● Data excerpts:
Start of Block

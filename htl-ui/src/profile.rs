//! End-of-session taste typing
//!
//! Classifies the visitor's agreement pattern with the crowd and the AI
//! into one of seven narrative profiles. The rules form a strict ordered
//! decision list (first match wins) and the order is load-bearing: the
//! AI-alignment types (MachineEye, DigitalEye) are tested before the
//! crowd-alignment types, so they are unreachable whenever crowd_matches
//! reaches 2, no matter how well the visitor tracked the AI. A session of
//! three crowd matches and three AI matches types as PerfectRead. That
//! asymmetry is part of the deployed behavior and is preserved as-is.
//!
//! Classification is total: any stat combination outside the expected
//! range, including ones impossible in a three-round game, falls through to
//! Outlier rather than failing.

use crate::consensus::{crowd_favorite, leaders, TallyBoard};
use htl_common::rounds::Round;
use serde::Serialize;
use std::collections::HashMap;

/// Aggregate agreement counts across the session
#[derive(Debug, Clone, Copy, Default, PartialEq, Eq, Serialize)]
pub struct SessionStats {
    /// Rounds where the visitor's pick was the sole crowd favorite
    pub crowd_matches: u32,
    /// Rounds where the visitor's pick equaled the AI's pick
    pub ai_matches: u32,
    /// Rounds where the AI's pick was among the leaders (tie-inclusive)
    pub ai_accuracy: u32,
}

/// Compute session stats from the visitor's selections and the live board
pub fn session_stats(
    rounds: &[Round],
    selections: &HashMap<String, String>,
    board: &TallyBoard,
) -> SessionStats {
    let mut stats = SessionStats::default();
    for round in rounds {
        let tally = board.tally(round.id);
        let pick = selections.get(round.id).map(String::as_str);

        if let (Some(pick), Some(favorite)) = (pick, crowd_favorite(&tally)) {
            if pick == favorite {
                stats.crowd_matches += 1;
            }
        }
        if pick == Some(round.ai_pick) {
            stats.ai_matches += 1;
        }
        if leaders(&tally).contains(&round.ai_pick) {
            stats.ai_accuracy += 1;
        }
    }
    stats
}

/// The seven taste types
#[derive(Debug, Clone, Copy, PartialEq, Eq, Serialize)]
#[serde(rename_all = "kebab-case")]
pub enum TasteType {
    MachineEye,
    DigitalEye,
    HumanElement,
    PerfectRead,
    MainstreamEye,
    AgainstGrain,
    Outlier,
}

/// Classify the session's agreement pattern
///
/// Strict ordered decision list; do not reorder.
pub fn classify(crowd_matches: u32, ai_matches: u32) -> TasteType {
    if ai_matches == 3 && crowd_matches <= 1 {
        return TasteType::MachineEye;
    }
    if ai_matches == 2 && crowd_matches <= 1 {
        return TasteType::DigitalEye;
    }
    if crowd_matches >= 2 && ai_matches == 0 {
        return TasteType::HumanElement;
    }
    if crowd_matches == 3 {
        return TasteType::PerfectRead;
    }
    if crowd_matches == 2 {
        return TasteType::MainstreamEye;
    }
    if crowd_matches == 1 {
        return TasteType::AgainstGrain;
    }
    TasteType::Outlier
}

/// A resolved narrative profile
#[derive(Debug, Clone, Serialize)]
pub struct TasteProfile {
    pub type_name: &'static str,
    pub headline: &'static str,
    pub description: &'static str,
    pub detail: &'static str,
}

/// Resolve a taste type to its narrative
///
/// One pure lookup; the three AI-relationship types branch their
/// description on the crowd-match count.
pub fn profile_for(taste: TasteType, crowd_matches: u32) -> TasteProfile {
    match taste {
        TasteType::PerfectRead => TasteProfile {
            type_name: "The Perfect Read",
            headline: "Three for three.",
            description: "You didn't hesitate, did you? Every round, you looked at four photos and your eye went to the exact same one that most people chose. That's not luck over three rounds. That's something about how you're wired.",
            detail: "Here's what's interesting. You weren't following anyone. You couldn't see what other people picked. You arrived at the same place completely independently, three times in a row. Whatever most people respond to in an image (balance, warmth, a clear subject) you respond to it too, instinctively. You don't just have good taste. You have default taste. The question is whether that's a compliment or not. It is.",
        },
        TasteType::MainstreamEye => TasteProfile {
            type_name: "The Mainstream Eye",
            headline: "You see what most people see. Almost.",
            description: "Two out of three rounds, your pick was the crowd favorite. You're tuned into whatever it is that draws most people to an image. Light, composition, emotional clarity. But one round, you broke from it. You looked at the same four photos everyone else saw and your eye landed somewhere different.",
            detail: "That one break is the most interesting thing about your result. It means your taste isn't on autopilot. You share the majority instinct most of the time, but there's a specific register (maybe a mood, a texture, a kind of image) where you diverge. You're not predictable. You're mostly predictable. And that \"mostly\" is where your actual taste lives.",
        },
        TasteType::AgainstGrain => TasteProfile {
            type_name: "Against the Grain",
            headline: "The crowd goes left. You go right.",
            description: "Only once across three rounds did you pick the same photo as the majority. The rest of the time, your eye landed on something most people scrolled past. The image that got 10% or 15% of the vote while something else dominated.",
            detail: "This doesn't mean you have bad taste. It might mean you have more specific taste. You're probably responding to something most people don't consciously notice. An unusual crop, a quieter mood, a detail in the corner that rewards a longer look. Popularity measures the average. You're not the average. Whether that's an edge or an inconvenience depends on whether you're curating a gallery or choosing a restaurant.",
        },
        TasteType::Outlier => TasteProfile {
            type_name: "The Outlier",
            headline: "Nobody picked what you picked.",
            description: "Three rounds. Three chances to agree with the crowd. You matched zero times. When the majority went one direction, you were somewhere else entirely. Not once, but consistently.",
            detail: "There are two ways to read this. One: you're genuinely seeing something in these images that most people miss. You're drawn to subtlety, strangeness, the photo that doesn't try to be liked. Two: you might just be wired differently. Not better or worse, just differently. Most aesthetic research assumes people converge. You're evidence that they don't always. You're the reason this experiment is interesting.",
        },
        TasteType::MachineEye => TasteProfile {
            type_name: "The Machine Eye",
            headline: "You see what the algorithm sees.",
            description: if crowd_matches == 0 {
                "Every round, you and AI picked the same photo. Same image, same instinct, independently. You from whatever you feel when you look at a photo, AI from whatever patterns it's learned from millions of images. The crowd? They went somewhere else every single time. Neither of you matched the majority once."
            } else {
                "Every round, you and AI picked the same photo. Same image, same instinct, independently. You matched the crowd once, but it was AI you were consistently aligned with. Three for three with the machine."
            },
            detail: "You're not aligned with the majority. You're aligned with the model. That probably means you're drawn to the same things AI optimizes for: technical clarity, strong composition, high contrast, obvious focal points. These are the \"objectively good\" qualities of an image. The crowd often picks something warmer, messier, more human. You pick what's correct. Whether that makes you more perceptive or less emotional is the question this result doesn't answer.",
        },
        TasteType::DigitalEye => TasteProfile {
            type_name: "The Digital Eye",
            headline: "You and the algorithm are on the same wavelength.",
            description: if crowd_matches == 0 {
                "Two out of three rounds, you picked the same photo as AI. Not because you saw its answers. You couldn't. You just looked at four photos and your eye went to the same place the algorithm's did. The crowd? They went somewhere else. You and AI are seeing something most people aren't."
            } else {
                "Two out of three rounds, you and AI chose the same photo independently. You matched the crowd once, but your real alignment was with the machine. That's not a coincidence over two rounds. That's a pattern."
            },
            detail: "You're not quite The Machine Eye (that requires a perfect three-for-three with AI), but you're close. Two out of three means your visual instincts overlap significantly with what the model was trained to detect: strong composition, clarity, technical precision. The one round where you broke from AI might be the most interesting. That's where your human judgment overrode the algorithmic one. What did you see that the model didn't? Or what did you feel that it can't?",
        },
        TasteType::HumanElement => TasteProfile {
            type_name: "The Human Element",
            headline: "You see something AI can't.",
            description: if crowd_matches == 3 {
                "Three for three. You picked the crowd favorite every round. You're clearly tuned into whatever makes an image resonate with people. But AI never agreed with you. Not once. The machine looked at the same photos and picked something completely different every round."
            } else {
                "Two out of three rounds, you picked the crowd favorite. You're tuned into what resonates with people. But here's the interesting part: AI never agreed with you. Not once. Whatever you and the crowd are responding to, the algorithm can't see it."
            },
            detail: "This is a fascinating result. You and the crowd are responding to the same thing, but it's invisible to the algorithm. It might be warmth. It might be narrative, the sense that something is happening in the photo, not just being displayed. It might be nostalgia, or comfort, or a feeling you can't name. Whatever it is, it's human. It's shared. And it's the thing that makes aesthetic preference more than just pattern recognition. You're proof that taste isn't computable. At least not yet.",
        },
    }
}

/// One-line scorecard of the AI's round-by-round prediction record
pub fn ai_scorecard(ai_accuracy: u32) -> &'static str {
    match ai_accuracy {
        3 => "AI predicted the crowd favorite every round. It could see exactly what humans find beautiful.",
        2 => "AI predicted the crowd favorite 2 out of 3 times. It could mostly read the room.",
        1 => "AI predicted the crowd favorite once. It mostly couldn't see what humans see.",
        _ => "AI didn't predict the crowd favorite a single time. Whatever drew people to the winning photo, the algorithm couldn't detect it.",
    }
}

/// Shareable one-line summary of the session
pub fn share_text(profile: &TasteProfile, stats: &SessionStats, round_count: usize) -> String {
    format!(
        "I got \"{}\" on Human Taste Lab. {}/{} crowd matches. AI got {}/{}. What's your taste type? humantastelab.com",
        profile.type_name, stats.crowd_matches, round_count, stats.ai_accuracy, round_count
    )
}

End of Block

● How to complete this task: Only the lines from the beginning of the material above through the line with "outside the expected" are wanted; extract them exactly.

● Result below:
filename htl-ui/src/profile.rs
//! End-of-session taste typing
//!
//! Classifies the visitor's agreement pattern with the crowd and the AI
//! into one of seven narrative profiles. The rules form a strict ordered
//! decision list (first match wins) and the order is load-bearing: the
//! AI-alignment types (MachineEye, DigitalEye) are tested before the
//! crowd-alignment types, so they are unreachable whenever crowd_matches
//! reaches 2, no matter how well the visitor tracked the AI. A session of
//! three crowd matches and three AI matches types as PerfectRead. That
//! asymmetry is part of the deployed behavior and is preserved as-is.
//!
//! Classification is total: any stat combination outside the expected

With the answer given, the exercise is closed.